Isolation, purification, and properties of a second bacteriolytic enzyme from Hartmannella glebae

The crude extract of a soil amoeba, Hartmannella glebae grown in the presence of both Aerobacter aerogenes and Alcaligenes faecalis was subjected to acetone fractionation and chromatography on DEAE-cellulose. Two bacteriolytic enzymes were obtained. No further work was done on the first enzyme as it is probably the same enzyme which was reported earlier when amoebas were grown on A. aerogenes only. The second enzyme is produced only when A. faecalis was used as an additional source of nutrition. It was further purified by gel filtration on a Bio-Gel A column. Even though a purification of 30.9% with a total recovery of 380% was obtained with the second enzyme after DEAE-cellulose column chromatography, 87.5%, of the lytic activity was lost after gel filtration.
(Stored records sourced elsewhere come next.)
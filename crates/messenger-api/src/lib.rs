//! # messenger-api
//!
//! REST API server built with Axum framework.

pub mod extractors;
pub mod handlers;
pub mod middleware;
pub mod response;
pub mod routes;
pub mod server;
pub mod state;

pub use server::{close_resources, create_app, create_app_state, run, run_server};
pub use state::AppState;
As a result, it showed a 12-fold purification with a final recovery of 47%. Digestion of the cell walls of Micrococcus lysodeikticus resulted in the rapid solubilization of walls accompanied by the liberation of reducing groups, acetylamino sugars, and free amino groups. The enzyme is suspected to be a glycosidase i.e., endo-β-N-acetylmuramidase or endo-β-N-acetylglucosaminidase.